LCQ21: Owner-occupied residential properties owned by applicants for Comprehensive Social Security Assistance
A Guide to Comprehensive Social Security Assistance and the webpage of the government hotline 1823 both set out the manner in which owner-occupied residential properties are treated and counted as assets in the asset test conducted by the Social Welfare Department (SWD) for applications for Comprehensive Social Security Assistance (CSSA): (i) the value of the owner-occupied residential property may be disregarded in cases where the applicant has a family member who is old or disabled or has been medically certified to be in ill-health, (ii) the owner-occupied residential property of an able-bodied adult applicant will be counted as assets only after a grace period of 12 months, and (iii) the Director of Social Welfare may, at his discretion, extend the grace period for an applicant who is a single parent with a child/children aged below 15. However, the webpage on CSSA of SWD's website and the Pamphlet on Comprehensive Social Security Assistance Scheme both contain merely a brief statement: the total value of the capital assets (including properties ...) owned by a CSSA applicant and his/her family members must not exceed the prescribed limit of the relevant CSSA category. It is learnt that quite a number of people have, based on this simple statement, mistakenly thought that their owner-occupied residential properties must be counted as assets and they are therefore ineligible for CSSA. In this connection, will the Government inform this Council:
(1) Of the respective numbers of CSSA applications, which were made by applicants owning owner-occupied residential properties, received and approved by SWD in each of the past five years, with a breakdown by CSSA category; and
(2) Of the reason why SWD has not expounded on its webpage on CSSA and in the aforesaid pamphlet the manner in which owner-occupied residential properties are treated and counted as assets; whether SWD will make improvements and make publicity efforts in this regard to avoid the disadvantaged groups from giving up applying for CSSA as they are unaware of the relevant arrangements; if not, of the reasons for that?
The Comprehensive Social Security Assistance (CSSA) Scheme provides a safety net for those who are unable to support themselves financially so as to assist them to meet their basic needs. Having regard to this consideration, CSSA applicants are subject to means-testing. The Social Welfare Department (SWD) has to ensure that public funds are used properly on the one hand, and cater for the circumstances of applicants who are in old age, with disabilities and in ill-health on the other. In this connection, the full value of owner-occupied properties of eligible household applicants (mainly for those with family members in old age, with disabilities or in ill-health) is disregarded in the asset test. This arrangement is to allow these persons to continue to live in their original homes and familiar districts. Meanwhile, the value of owner-occupied properties of other household applicants are generally disregarded for the grace period of the first 12 months.

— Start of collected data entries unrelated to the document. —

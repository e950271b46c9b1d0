//! Filter, sort and paging specifications plus table configuration.

use std::cmp::Ordering;

use serde::Serialize;

use crate::error::TableError;

/// Page sizes offered by the dashboard.
pub const DEFAULT_PAGE_SIZES: [usize; 3] = [10, 25, 50];

/// Page size used until the user picks another one.
pub const DEFAULT_PAGE_SIZE: usize = 10;

/// Allowed page sizes and the initial choice.
#[derive(Debug, Clone, PartialEq, Eq)]
pub struct TableConfig {
    pub page_sizes: Vec<usize>,
    pub default_page_size: usize,
}

impl Default for TableConfig {
    fn default() -> Self {
        Self {
            page_sizes: DEFAULT_PAGE_SIZES.to_vec(),
            default_page_size: DEFAULT_PAGE_SIZE,
        }
    }
}

impl TableConfig {
    /// Builds a validated config.
    pub fn new(page_sizes: Vec<usize>, default_page_size: usize) -> Result<Self, TableError> {
        let config = Self {
            page_sizes,
            default_page_size,
        };
        config.validate()?;
        Ok(config)
    }

    /// Checks that the option set is non-empty, positive, free of duplicates
    /// and contains the default.
    pub fn validate(&self) -> Result<(), TableError> {
        if self.page_sizes.is_empty() {
            return Err(TableError::InvalidConfig(
                "page size list is empty".to_string(),
            ));
        }
        if self.page_sizes.contains(&0) {
            return Err(TableError::InvalidConfig(
                "page sizes must be positive".to_string(),
            ));
        }
        for (i, size) in self.page_sizes.iter().enumerate() {
            if self.page_sizes[..i].contains(size) {
                return Err(TableError::InvalidConfig(format!(
                    "page size {} listed twice",
                    size
                )));
            }
        }
        if !self.page_sizes.contains(&self.default_page_size) {
            return Err(TableError::InvalidConfig(format!(
                "default page size {} is not among the allowed sizes",
                self.default_page_size
            )));
        }
        Ok(())
    }
}

/// Sort direction.
#[derive(Debug, Clone, Copy, PartialEq, Eq, Default, Serialize)]
#[serde(rename_all = "lowercase")]
pub enum SortDirection {
    Ascending,
    #[default]
    Descending,
}

impl SortDirection {
    pub fn toggled(self) -> Self {
        match self {
            SortDirection::Ascending => SortDirection::Descending,
            SortDirection::Descending => SortDirection::Ascending,
        }
    }

    /// Applies the direction to an ascending comparison.
    /// Equal stays equal, so a stable sort keeps ties in input order either way.
    pub fn apply(self, ascending: Ordering) -> Ordering {
        match self {
            SortDirection::Ascending => ascending,
            SortDirection::Descending => ascending.reverse(),
        }
    }

    /// Header indicator.
    pub fn arrow(self) -> &'static str {
        match self {
            SortDirection::Ascending => "▲",
            SortDirection::Descending => "▼",
        }
    }

    pub fn name(self) -> &'static str {
        match self {
            SortDirection::Ascending => "asc",
            SortDirection::Descending => "desc",
        }
    }
}

/// Active sort field (`None` keeps insertion order) and direction.
#[derive(Debug, Clone, Copy, PartialEq, Eq)]
pub struct SortSpec<F> {
    pub field: Option<F>,
    pub direction: SortDirection,
}

impl<F> Default for SortSpec<F> {
    fn default() -> Self {
        Self {
            field: None,
            direction: SortDirection::Descending,
        }
    }
}

/// Category filter: everything, or a single category.
#[derive(Debug, Clone, Copy, PartialEq, Eq)]
pub enum CategoryFilter<C> {
    All,
    Only(C),
}

impl<C> Default for CategoryFilter<C> {
    fn default() -> Self {
        CategoryFilter::All
    }
}

impl<C: PartialEq> CategoryFilter<C> {
    pub fn matches(&self, category: &C) -> bool {
        match self {
            CategoryFilter::All => true,
            CategoryFilter::Only(wanted) => wanted == category,
        }
    }
}

/// Relative page navigation.
#[derive(Debug, Clone, Copy, PartialEq, Eq)]
pub enum PageMove {
    Previous,
    Next,
}

#[cfg(test)]
mod tests {
    use super::*;

    #[test]
    fn default_config_is_valid() {
        let config = TableConfig::default();
        assert!(config.validate().is_ok());
        assert_eq!(config.page_sizes, vec![10, 25, 50]);
        assert_eq!(config.default_page_size, 10);
    }

    #[test]
    fn config_rejects_default_outside_options() {
        let err = TableConfig::new(vec![10, 25], 50).unwrap_err();
        assert!(matches!(err, TableError::InvalidConfig(_)));
    }

    #[test]
    fn config_rejects_zero_empty_and_duplicates() {
        assert!(TableConfig::new(vec![], 10).is_err());
        assert!(TableConfig::new(vec![0, 10], 10).is_err());
        assert!(TableConfig::new(vec![10, 10], 10).is_err());
    }

    #[test]
    fn descending_reverses_but_keeps_ties() {
        let d = SortDirection::Descending;
        assert_eq!(d.apply(Ordering::Less), Ordering::Greater);
        assert_eq!(d.apply(Ordering::Equal), Ordering::Equal);
        assert_eq!(d.toggled(), SortDirection::Ascending);
        assert_eq!(d.toggled().toggled(), d);
    }

    #[test]
    fn category_filter_matching() {
        assert!(CategoryFilter::<u8>::All.matches(&3));
        assert!(CategoryFilter::Only(3u8).matches(&3));
        assert!(!CategoryFilter::Only(3u8).matches(&4));
    }
}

My reply to the Member's question is as follow:
(1) From 2014 to 2018, the number of cases residing in purchased flats in private housing (including cases residing in flats which are not owned by relevant CSSA households but are not required to pay rent) are tabulated below. SWD does not maintain the statistics according to case nature.
|End-December 2014||End-December 2015||End-
|End-December 2017||End-December 2018|
|Number of CSSA cases residing in purchased (i.e. not rented) flats in private housing||9 156||8 616||8 056||7 683||7 310|
The above figures do not include the number of cases which reside in public rental housing purchased under the Tenants Purchase Scheme. SWD does not maintain the relevant breakdown.
(2) To facilitate the public in understanding the CSSA Scheme, e.g. its eligibility requirements, relevant criteria and means-testing arrangements (including the treatment of owner-occupied properties and the relevant calculations), etc., SWD has uploaded to its website a Guide to CSSA which sets out the relevant details. Apart from referring to the Guide, the public may also approach the Social Security Field Units or call the SWD's hotline to enquire about the CSSA Scheme. Owing to the limited space of the Pamphlet on the CSSA Scheme, SWD has only included basic information of the Scheme for easy reference of the public. SWD will review the relevant publicity materials as and when necessary.